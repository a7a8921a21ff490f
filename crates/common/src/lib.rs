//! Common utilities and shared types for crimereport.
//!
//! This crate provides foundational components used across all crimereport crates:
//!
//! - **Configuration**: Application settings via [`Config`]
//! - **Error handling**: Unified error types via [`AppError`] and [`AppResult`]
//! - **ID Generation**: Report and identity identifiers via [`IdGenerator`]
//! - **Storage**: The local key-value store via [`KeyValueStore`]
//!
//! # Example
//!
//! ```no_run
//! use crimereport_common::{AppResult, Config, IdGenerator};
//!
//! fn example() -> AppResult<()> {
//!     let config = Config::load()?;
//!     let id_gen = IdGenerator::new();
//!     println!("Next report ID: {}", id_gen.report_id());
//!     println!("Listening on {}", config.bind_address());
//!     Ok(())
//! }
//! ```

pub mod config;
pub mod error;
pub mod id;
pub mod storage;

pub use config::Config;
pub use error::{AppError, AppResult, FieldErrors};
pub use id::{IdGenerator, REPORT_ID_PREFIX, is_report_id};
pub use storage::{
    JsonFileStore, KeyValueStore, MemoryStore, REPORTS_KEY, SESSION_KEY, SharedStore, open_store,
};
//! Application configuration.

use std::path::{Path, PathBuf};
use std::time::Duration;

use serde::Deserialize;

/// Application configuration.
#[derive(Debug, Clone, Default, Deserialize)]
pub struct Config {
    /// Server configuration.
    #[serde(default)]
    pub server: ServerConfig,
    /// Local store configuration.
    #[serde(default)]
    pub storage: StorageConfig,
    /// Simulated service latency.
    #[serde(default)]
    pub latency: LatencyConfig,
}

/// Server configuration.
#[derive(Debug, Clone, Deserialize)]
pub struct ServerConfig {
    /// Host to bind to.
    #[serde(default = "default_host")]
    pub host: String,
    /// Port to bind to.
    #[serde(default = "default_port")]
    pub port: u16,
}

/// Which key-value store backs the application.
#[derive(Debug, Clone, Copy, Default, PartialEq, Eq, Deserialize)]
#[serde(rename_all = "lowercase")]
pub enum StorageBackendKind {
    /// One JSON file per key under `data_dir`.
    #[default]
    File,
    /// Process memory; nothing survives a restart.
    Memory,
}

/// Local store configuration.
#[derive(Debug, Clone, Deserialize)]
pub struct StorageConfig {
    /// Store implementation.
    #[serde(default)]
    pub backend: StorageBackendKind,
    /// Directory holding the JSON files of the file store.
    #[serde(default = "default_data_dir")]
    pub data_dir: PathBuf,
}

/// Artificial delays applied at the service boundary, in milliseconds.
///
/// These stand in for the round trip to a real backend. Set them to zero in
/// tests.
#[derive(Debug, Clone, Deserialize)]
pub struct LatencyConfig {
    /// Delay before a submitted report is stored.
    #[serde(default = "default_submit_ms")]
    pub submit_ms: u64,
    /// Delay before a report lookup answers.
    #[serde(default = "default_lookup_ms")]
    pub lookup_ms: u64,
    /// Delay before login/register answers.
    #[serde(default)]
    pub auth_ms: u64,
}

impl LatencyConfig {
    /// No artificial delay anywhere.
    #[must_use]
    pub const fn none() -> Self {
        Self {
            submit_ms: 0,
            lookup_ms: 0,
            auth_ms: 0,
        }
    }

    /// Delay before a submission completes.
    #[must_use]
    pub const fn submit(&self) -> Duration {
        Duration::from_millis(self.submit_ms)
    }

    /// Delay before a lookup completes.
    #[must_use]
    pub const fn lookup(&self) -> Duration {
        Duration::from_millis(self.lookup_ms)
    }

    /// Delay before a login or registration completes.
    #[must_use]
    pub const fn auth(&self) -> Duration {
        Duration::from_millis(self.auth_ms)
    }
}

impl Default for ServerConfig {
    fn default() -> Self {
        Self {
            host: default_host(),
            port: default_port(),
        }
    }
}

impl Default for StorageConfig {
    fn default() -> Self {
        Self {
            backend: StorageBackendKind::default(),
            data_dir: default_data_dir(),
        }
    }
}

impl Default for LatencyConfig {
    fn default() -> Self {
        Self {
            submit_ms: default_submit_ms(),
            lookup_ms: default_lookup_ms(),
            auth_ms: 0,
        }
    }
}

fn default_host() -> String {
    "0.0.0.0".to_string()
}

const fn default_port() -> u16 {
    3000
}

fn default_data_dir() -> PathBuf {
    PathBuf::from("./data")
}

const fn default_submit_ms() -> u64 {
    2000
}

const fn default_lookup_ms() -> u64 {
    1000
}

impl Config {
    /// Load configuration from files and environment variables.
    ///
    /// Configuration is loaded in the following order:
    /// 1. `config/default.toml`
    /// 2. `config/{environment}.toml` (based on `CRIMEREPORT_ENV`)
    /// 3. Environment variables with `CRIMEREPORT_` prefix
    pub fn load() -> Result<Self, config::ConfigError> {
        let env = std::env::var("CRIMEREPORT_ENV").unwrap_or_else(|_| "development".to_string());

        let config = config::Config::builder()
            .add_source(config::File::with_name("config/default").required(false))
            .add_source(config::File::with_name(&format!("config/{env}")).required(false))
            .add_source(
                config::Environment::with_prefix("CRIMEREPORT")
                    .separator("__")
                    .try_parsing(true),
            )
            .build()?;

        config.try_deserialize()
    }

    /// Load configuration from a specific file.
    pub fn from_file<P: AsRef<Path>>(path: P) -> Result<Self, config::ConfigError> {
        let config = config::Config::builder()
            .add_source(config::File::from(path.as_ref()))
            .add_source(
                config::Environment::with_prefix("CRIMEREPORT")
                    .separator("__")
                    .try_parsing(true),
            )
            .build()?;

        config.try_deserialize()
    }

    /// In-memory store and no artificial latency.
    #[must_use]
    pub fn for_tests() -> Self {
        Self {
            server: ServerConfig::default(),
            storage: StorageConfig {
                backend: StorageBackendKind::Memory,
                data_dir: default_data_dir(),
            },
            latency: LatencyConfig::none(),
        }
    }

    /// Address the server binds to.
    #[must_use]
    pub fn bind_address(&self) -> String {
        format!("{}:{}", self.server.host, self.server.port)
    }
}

--

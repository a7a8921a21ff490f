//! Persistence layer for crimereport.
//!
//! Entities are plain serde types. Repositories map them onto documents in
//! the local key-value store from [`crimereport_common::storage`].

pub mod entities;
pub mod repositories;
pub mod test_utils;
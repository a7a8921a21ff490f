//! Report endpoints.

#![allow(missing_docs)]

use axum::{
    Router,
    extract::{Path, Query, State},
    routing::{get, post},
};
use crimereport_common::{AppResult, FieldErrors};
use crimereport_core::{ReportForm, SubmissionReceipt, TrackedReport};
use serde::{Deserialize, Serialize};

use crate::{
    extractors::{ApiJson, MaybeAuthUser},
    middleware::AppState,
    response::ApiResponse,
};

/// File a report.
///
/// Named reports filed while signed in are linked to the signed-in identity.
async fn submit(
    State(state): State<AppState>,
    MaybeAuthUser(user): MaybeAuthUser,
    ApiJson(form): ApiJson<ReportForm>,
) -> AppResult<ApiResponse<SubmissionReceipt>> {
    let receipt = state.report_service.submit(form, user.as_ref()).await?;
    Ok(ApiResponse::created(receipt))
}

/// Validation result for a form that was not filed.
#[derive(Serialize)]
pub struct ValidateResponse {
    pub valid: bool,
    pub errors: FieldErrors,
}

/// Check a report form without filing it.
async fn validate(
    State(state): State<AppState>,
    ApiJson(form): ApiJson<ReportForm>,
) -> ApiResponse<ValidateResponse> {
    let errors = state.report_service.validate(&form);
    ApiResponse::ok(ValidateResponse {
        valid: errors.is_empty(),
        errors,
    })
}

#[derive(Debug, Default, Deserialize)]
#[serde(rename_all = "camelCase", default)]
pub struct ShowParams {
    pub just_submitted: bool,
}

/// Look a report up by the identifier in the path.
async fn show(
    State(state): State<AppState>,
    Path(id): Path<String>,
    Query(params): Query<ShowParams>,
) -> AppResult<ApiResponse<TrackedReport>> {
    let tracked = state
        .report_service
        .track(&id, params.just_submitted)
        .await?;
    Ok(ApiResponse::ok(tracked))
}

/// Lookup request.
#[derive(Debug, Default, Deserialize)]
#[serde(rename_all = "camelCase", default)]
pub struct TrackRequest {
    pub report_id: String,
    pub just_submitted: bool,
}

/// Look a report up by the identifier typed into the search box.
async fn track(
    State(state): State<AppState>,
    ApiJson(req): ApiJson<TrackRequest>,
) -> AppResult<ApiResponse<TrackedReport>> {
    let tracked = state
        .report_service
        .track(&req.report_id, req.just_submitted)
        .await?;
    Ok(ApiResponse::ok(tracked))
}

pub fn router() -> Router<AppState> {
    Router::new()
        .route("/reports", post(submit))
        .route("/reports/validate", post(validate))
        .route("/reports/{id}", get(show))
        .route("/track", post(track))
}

▸ Problem statement
Establish how many lines of the material above hold the word "identity". Nothing but the count should be returned.

▸ Answer to this problem
2